Nightly, people who have fled war in countries such as Sudan and Libya set out from Red Cross and Caritas camps on the Italian side in the hope that they can negotiate the 5-6 km (3.1 to 3.7 miles) of mountain passes and tunnels and enter France unnoticed.
"This is my eighth attempt," says Hassan, a young man who set out from Sudan's Darfur region five years ago and has made it this far despite a childhood injury that left him with a walking handicap.
A record 65.3 million people were uprooted worldwide last year, with wars in Syria and Africa responsible for a large part of a 50 percent surge in just five years, the United Nations refugee agency said in a report in June. That means 1 in every 113 people on the planet is now a refugee, asylum-seeker or internally displaced person.
"Italy No, Italy No," chants one group of young migrants among those playing cat-and-mouse with French border guards.
"Personally, I want to get to Montpellier because a French lady I met on a boat spoke about it," said Magdi, who left Sudan last January, crossing Chad, Niger and Libya before making it to Ventimiglia.

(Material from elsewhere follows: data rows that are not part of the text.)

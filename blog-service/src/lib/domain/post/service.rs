use std::sync::Arc;

use async_trait::async_trait;

use crate::domain::pagination::Pagination;
use crate::domain::post::errors::PostError;
use crate::domain::post::models::CreatePostCommand;
use crate::domain::post::models::NewPost;
use crate::domain::post::models::Post;
use crate::domain::post::models::PostId;
use crate::domain::post::models::UpdatePostCommand;
use crate::domain::post::ports::PostRepository;
use crate::domain::post::ports::PostServicePort;
use crate::domain::user::models::UserId;

/// Domain service implementation for post operations.
pub struct PostService<PR>
where
    PR: PostRepository,
{
    repository: Arc<PR>,
}

impl<PR> PostService<PR>
where
    PR: PostRepository,
{
    /// Create a new post service.
    ///
    /// # Arguments
    /// * `repository` - Post persistence implementation
    pub fn new(repository: Arc<PR>) -> Self {
        Self { repository }
    }

    /// Load a post and check that `requester` owns it.
    ///
    /// Existence is checked first, so a missing post is `NotFound` for
    /// everyone.
    async fn owned_post(&self, id: &PostId, requester: &UserId) -> Result<Post, PostError> {
        let post = self.get_post(id).await?;

        if !post.is_owned_by(requester) {
            tracing::warn!(
                post_id = %id,
                user_id = %requester,
                "Refused change to a post owned by another user"
            );
            return Err(PostError::Forbidden {
                post_id: id.to_string(),
                user_id: requester.to_string(),
            });
        }

        Ok(post)
    }
}

#[async_trait]
impl<PR> PostServicePort for PostService<PR>
where
    PR: PostRepository,
{
    async fn create_post(
        &self,
        author_id: &UserId,
        command: CreatePostCommand,
    ) -> Result<Post, PostError> {
        let post = self
            .repository
            .create(NewPost {
                title: command.title,
                body: command.body,
                author_id: *author_id,
            })
            .await?;

        tracing::info!(post_id = %post.id, user_id = %author_id, "Post created");

        Ok(post)
    }

    async fn get_post(&self, id: &PostId) -> Result<Post, PostError> {
        self.repository
            .find_by_id(id)
            .await?
            .ok_or(PostError::NotFound(id.to_string()))
    }

    async fn list_posts(&self, pagination: &Pagination) -> Result<Vec<Post>, PostError> {
        self.repository.list(pagination).await
    }

    async fn list_posts_by_author(
        &self,
        author_id: &UserId,
        pagination: &Pagination,
    ) -> Result<Vec<Post>, PostError> {
        self.repository.list_by_author(author_id, pagination).await
    }

    async fn update_post(
        &self,
        id: &PostId,
        requester: &UserId,
        command: UpdatePostCommand,
    ) -> Result<Post, PostError> {
        let mut post = self.owned_post(id, requester).await?;

        if let Some(new_title) = command.title {
            post.title = new_title;
        }

        if let Some(new_body) = command.body {
            post.body = new_body;
        }

        self.repository.update(post).await
    }

    async fn delete_post(&self, id: &PostId, requester: &UserId) -> Result<(), PostError> {
        self.owned_post(id, requester).await?;
        self.repository.delete(id).await?;

        tracing::info!(post_id = %id, user_id = %requester, "Post deleted");

        Ok(())
    }
}
use std::sync::Arc;

use async_trait::async_trait;
use auth::AuthenticationError;
use auth::Authenticator;

use crate::domain::auth::errors::AuthError;
use crate::domain::auth::models::AccessClaims;
use crate::domain::auth::models::BearerToken;
use crate::domain::auth::models::RefreshClaims;
use crate::domain::auth::models::SessionTokens;
use crate::domain::auth::ports::AuthServicePort;
use crate::domain::user::models::CreateUserCommand;
use crate::domain::user::models::EmailAddress;
use crate::domain::user::models::NewUser;
use crate::domain::user::models::User;
use crate::domain::user::models::UserId;
use crate::user::ports::UserRepository;

/// Session protocol over the credential store and the authenticator.
///
/// Stateless between calls: tokens are never stored, so every request is
/// authenticated from its own token alone.
pub struct AuthService<UR>
where
    UR: UserRepository,
{
    repository: Arc<UR>,
    authenticator: Arc<Authenticator>,
}

impl<UR> AuthService<UR>
where
    UR: UserRepository,
{
    /// Create a new auth service.
    ///
    /// # Arguments
    /// * `repository` - Credential store
    /// * `authenticator` - Password hasher and token codec, configured at startup
    pub fn new(repository: Arc<UR>, authenticator: Arc<Authenticator>) -> Self {
        Self {
            repository,
            authenticator,
        }
    }

    /// Load the subject of a verified token.
    ///
    /// A subject that no longer exists is reported the same way as a bad token.
    async fn token_subject(&self, user_id: &UserId) -> Result<User, AuthError> {
        self.repository
            .find_by_id(user_id)
            .await
            .map_err(AuthError::from)?
            .ok_or_else(|| {
                tracing::warn!(user_id = %user_id, "Token subject no longer exists");
                AuthError::Unauthorized
            })
    }
}

#[async_trait]
impl<UR> AuthServicePort for AuthService<UR>
where
    UR: UserRepository,
{
    async fn login(
        &self,
        email: &EmailAddress,
        password: &str,
    ) -> Result<SessionTokens, AuthError> {
        let user = self
            .repository
            .find_by_email(email)
            .await
            .map_err(AuthError::from)?
            .ok_or_else(|| AuthError::NotFound(email.to_string()))?;

        // Argon2 runs on the blocking pool.
        let authenticator = Arc::clone(&self.authenticator);
        let password = password.to_string();
        let stored_hash = user.password_hash.clone();
        let access_claims = AccessClaims::for_user(&user);
        let refresh_claims = RefreshClaims::for_user(&user);

        let pair = tokio::task::spawn_blocking(move || {
            authenticator.authenticate(&password, &stored_hash, &access_claims, &refresh_claims)
        })
        .await
        .map_err(|e| AuthError::Internal(format!("Password verification task failed: {}", e)))?
        .map_err(|e| match e {
            AuthenticationError::InvalidCredentials => AuthError::InvalidCredentials,
            AuthenticationError::PasswordError(err) => {
                AuthError::Internal(format!("Password verification failed: {}", err))
            }
            AuthenticationError::JwtError(err) => {
                AuthError::Internal(format!("Token generation failed: {}", err))
            }
        })?;

        tracing::info!(user_id = %user.id, "User logged in");

        Ok(pair.into())
    }

    async fn register(&self, command: CreateUserCommand) -> Result<User, AuthError> {
        let authenticator = Arc::clone(&self.authenticator);
        let password = command.password;
        let password_hash =
            tokio::task::spawn_blocking(move || authenticator.hash_password(password.as_str()))
                .await
                .map_err(|e| AuthError::Internal(format!("Password hashing task failed: {}", e)))?
                .map_err(|e| AuthError::Internal(format!("Password hashing failed: {}", e)))?;

        let user = self
            .repository
            .create(NewUser {
                name: command.name,
                email: command.email,
                password_hash,
            })
            .await
            .map_err(AuthError::from)?;

        tracing::info!(user_id = %user.id, "User registered");

        Ok(user)
    }

    async fn refresh(&self, refresh_token: &str) -> Result<String, AuthError> {
        let verified = self
            .authenticator
            .validate_token::<RefreshClaims>(refresh_token)
            .map_err(|e| {
                tracing::warn!(error = ?e, "Refresh token rejected");
                AuthError::Unauthorized
            })?;

        let user = self.token_subject(&verified.claims.user_id).await?;

        self.authenticator
            .issue_refresh_token(&RefreshClaims::for_user(&user))
            .map_err(|e| AuthError::Internal(format!("Token generation failed: {}", e)))
    }

    async fn resolve_identity(&self, bearer_header: &str) -> Result<User, AuthError> {
        let token = BearerToken::parse(bearer_header)?;

        let verified = self
            .authenticator
            .validate_token::<AccessClaims>(token.as_str())
            .map_err(|e| {
                tracing::warn!(error = ?e, "Access token rejected");
                AuthError::Unauthorized
            })?;

        self.token_subject(&verified.claims.user_id).await
    }
}
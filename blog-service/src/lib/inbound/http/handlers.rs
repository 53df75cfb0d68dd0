use std::convert::Infallible;

use async_trait::async_trait;
use axum::extract::rejection::JsonRejection;
use axum::extract::FromRequest;
use axum::extract::FromRequestParts;
use axum::extract::Query;
use axum::http::request::Parts;
use axum::http::StatusCode;
use axum::response::IntoResponse;
use axum::response::Response;
use axum::Json;
use serde::Deserialize;
use serde::Serialize;
use utoipa::IntoParams;
use utoipa::ToSchema;

use super::validation::FieldViolation;
use crate::domain::auth::errors::AuthError;
use crate::domain::pagination::Pagination;
use crate::domain::post::errors::PostError;
use crate::domain::post::models::Post;
use crate::domain::user::models::User;
use crate::user::errors::UserError;

pub mod create_post;
pub mod delete_post;
pub mod get_post;
pub mod get_profile;
pub mod get_user;
pub mod list_posts;
pub mod login;
pub mod refresh;
pub mod register;
pub mod update_post;
pub mod update_profile;

#[derive(Debug, Clone)]
pub struct ApiSuccess<T: Serialize + PartialEq>(StatusCode, Json<ApiResponseBody<T>>);

impl<T> PartialEq for ApiSuccess<T>
where
    T: Serialize + PartialEq,
{
    fn eq(&self, other: &Self) -> bool {
        self.0 == other.0 && self.1 .0 == other.1 .0
    }
}

impl<T: Serialize + PartialEq> ApiSuccess<T> {
    pub fn new(status: StatusCode, message: impl Into<String>, data: T) -> Self {
        ApiSuccess(status, Json(ApiResponseBody::new(message, data)))
    }

    pub fn ok(message: impl Into<String>, data: T) -> Self {
        Self::new(StatusCode::OK, message, data)
    }
}

impl<T: Serialize + PartialEq> IntoResponse for ApiSuccess<T> {
    fn into_response(self) -> Response {
        (self.0, self.1).into_response()
    }
}

/// JSON body extractor whose rejection uses the response envelope.
#[derive(Debug, FromRequest)]
#[from_request(via(axum::Json), rejection(ApiError))]
pub struct JsonBody<T>(pub T);

#[derive(Debug, Clone, PartialEq)]
pub enum ApiError {
    InternalServerError(String),
    BadRequest(String),
    Validation(Vec<FieldViolation>),
    NotFound(String),
    Unauthorized(String),
    Forbidden(String),
    Conflict(String),
    TooManyRequests(String),
}

impl ApiError {
    /// Log the detail and return a generic 500.
    pub fn internal(detail: impl std::fmt::Display) -> Self {
        tracing::error!(error = %detail, "Internal server error");
        ApiError::InternalServerError("Internal server error".to_string())
    }
}

impl From<anyhow::Error> for ApiError {
    fn from(e: anyhow::Error) -> Self {
        Self::internal(e)
    }
}

impl From<JsonRejection> for ApiError {
    fn from(rejection: JsonRejection) -> Self {
        tracing::debug!(error = %rejection, "Rejected request body");
        ApiError::BadRequest("Invalid request payload".to_string())
    }
}

impl IntoResponse for ApiError {
    fn into_response(self) -> Response {
        let (status, message, violations) = match self {
            ApiError::InternalServerError(msg) => (StatusCode::INTERNAL_SERVER_ERROR, msg, None),
            ApiError::BadRequest(msg) => (StatusCode::BAD_REQUEST, msg, None),
            ApiError::Validation(violations) => (
                StatusCode::BAD_REQUEST,
                "Validation errors".to_string(),
                Some(violations),
            ),
            ApiError::NotFound(msg) => (StatusCode::NOT_FOUND, msg, None),
            ApiError::Unauthorized(msg) => (StatusCode::UNAUTHORIZED, msg, None),
            ApiError::Forbidden(msg) => (StatusCode::FORBIDDEN, msg, None),
            ApiError::Conflict(msg) => (StatusCode::CONFLICT, msg, None),
            ApiError::TooManyRequests(msg) => (StatusCode::TOO_MANY_REQUESTS, msg, None),
        };

        (status, Json(ApiResponseBody::new_error(message, violations))).into_response()
    }
}

impl From<AuthError> for ApiError {
    fn from(err: AuthError) -> Self {
        match err {
            AuthError::Malformed(_) => ApiError::BadRequest("Missing or malformed JWT".to_string()),
            AuthError::NotFound(_) => ApiError::NotFound("User not found".to_string()),
            AuthError::InvalidCredentials => ApiError::BadRequest(err.to_string()),
            AuthError::Unauthorized => ApiError::Unauthorized(err.to_string()),
            AuthError::Conflict(_) => ApiError::Conflict(err.to_string()),
            AuthError::Internal(_) => ApiError::internal(err),
        }
    }
}

impl From<UserError> for ApiError {
    fn from(err: UserError) -> Self {
        match err {
            UserError::NotFound(_) | UserError::NotFoundByEmail(_) => {
                ApiError::NotFound("User not found".to_string())
            }
            UserError::EmailAlreadyExists(_) => ApiError::Conflict(err.to_string()),
            UserError::InvalidUserId(_)
            | UserError::InvalidName(_)
            | UserError::InvalidEmail(_)
            | UserError::InvalidPassword(_) => ApiError::BadRequest(err.to_string()),
            UserError::DatabaseError(_) | UserError::Unknown(_) => ApiError::internal(err),
        }
    }
}

impl From<PostError> for ApiError {
    fn from(err: PostError) -> Self {
        match err {
            PostError::NotFound(_) => ApiError::NotFound("Post not found".to_string()),
            PostError::Forbidden { .. } => {
                ApiError::Forbidden("You can only modify your own posts".to_string())
            }
            PostError::InvalidPostId(_) | PostError::InvalidTitle(_) | PostError::InvalidBody(_) => {
                ApiError::BadRequest(err.to_string())
            }
            PostError::DatabaseError(_) => ApiError::internal(err),
        }
    }
}

/// Envelope shared by every JSON response.
#[derive(Debug, Clone, PartialEq, Eq, Serialize)]
pub struct ApiResponseBody<T: Serialize + PartialEq> {
    status: bool,
    message: String,
    data: T,
}

impl<T: Serialize + PartialEq> ApiResponseBody<T> {
    pub fn new(message: impl Into<String>, data: T) -> Self {
        Self {
            status: true,
            message: message.into(),
            data,
        }
    }
}

impl ApiResponseBody<Option<Vec<FieldViolation>>> {
    pub fn new_error(message: String, violations: Option<Vec<FieldViolation>>) -> Self {
        Self {
            status: false,
            message,
            data: violations,
        }
    }
}

/// Empty `data` object.
#[derive(Debug, Clone, PartialEq, Eq, Serialize)]
pub struct Empty {}

/// Public representation of a user. The password hash is never included.
#[derive(Debug, Clone, PartialEq, Eq, Serialize, ToSchema)]
pub struct UserData {
    pub id: i64,
    pub name: String,
    pub email: String,
}

impl From<&User> for UserData {
    fn from(user: &User) -> Self {
        Self {
            id: user.id.0,
            name: user.name.as_str().to_string(),
            email: user.email.as_str().to_string(),
        }
    }
}

#[derive(Debug, Clone, PartialEq, Eq, Serialize, ToSchema)]
pub struct PostData {
    pub id: i64,
    pub title: String,
    pub body: String,
    pub user_id: i64,
    #[serde(skip_serializing_if = "Option::is_none")]
    pub user: Option<UserData>,
}

impl From<&Post> for PostData {
    fn from(post: &Post) -> Self {
        Self {
            id: post.id.0,
            title: post.title.as_str().to_string(),
            body: post.body.as_str().to_string(),
            user_id: post.author_id.0,
            user: None,
        }
    }
}

impl PostData {
    pub fn with_author(mut self, author: &User) -> Self {
        self.user = Some(author.into());
        self
    }
}

/// `page` and `perPage` query parameters.
///
/// Extraction never fails: values are kept as strings, the first occurrence
/// of a repeated key wins and anything unparsable falls back to the defaults.
#[derive(Debug, Clone, Default, Deserialize, IntoParams)]
#[into_params(parameter_in = Query)]
pub struct PageQuery {
    /// 1-based page number (default 1)
    page: Option<String>,
    /// Page size (default 10, max 100)
    #[serde(rename = "perPage")]
    per_page: Option<String>,
}

impl PageQuery {
    fn from_pairs(pairs: Vec<(String, String)>) -> Self {
        let mut query = PageQuery::default();

        for (key, value) in pairs {
            match key.as_str() {
                "page" if query.page.is_none() => query.page = Some(value),
                "perPage" if query.per_page.is_none() => query.per_page = Some(value),
                _ => {}
            }
        }

        query
    }
}

#[async_trait]
impl<S> FromRequestParts<S> for PageQuery
where
    S: Send + Sync,
{
    type Rejection = Infallible;

    async fn from_request_parts(parts: &mut Parts, _state: &S) -> Result<Self, Self::Rejection> {
        let pairs = match Query::<Vec<(String, String)>>::try_from_uri(&parts.uri) {
            Ok(Query(pairs)) => pairs,
            Err(rejection) => {
                tracing::debug!(error = %rejection, "Ignoring unparsable query string");
                Vec::new()
            }
        };

        Ok(Self::from_pairs(pairs))
    }
}

impl From<PageQuery> for Pagination {
    fn from(query: PageQuery) -> Self {
        let parse = |value: Option<String>| {
            value
                .and_then(|v| v.trim().parse::<i64>().ok())
                .unwrap_or(0)
        };

        Pagination::new(parse(query.page), parse(query.per_page))
    }
}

One of his attempts to enter France 10 days ago was aborted when a fellow-migrant was hit by a train and seriously injured while walking along the tracks.
For those who get further than Magdi and his companion, there is every chance of being sent straight back.
The local police department in the Alpes-Maritimes region of France says 1,521 migrants were arrested last week, of whom 94 percent were returned. So far this year, total arrests in the area are 24,344.
European Union law says migrants must apply for asylum in the country where they first enter the bloc, and Italy is increasingly struggling to deal with the growing numbers.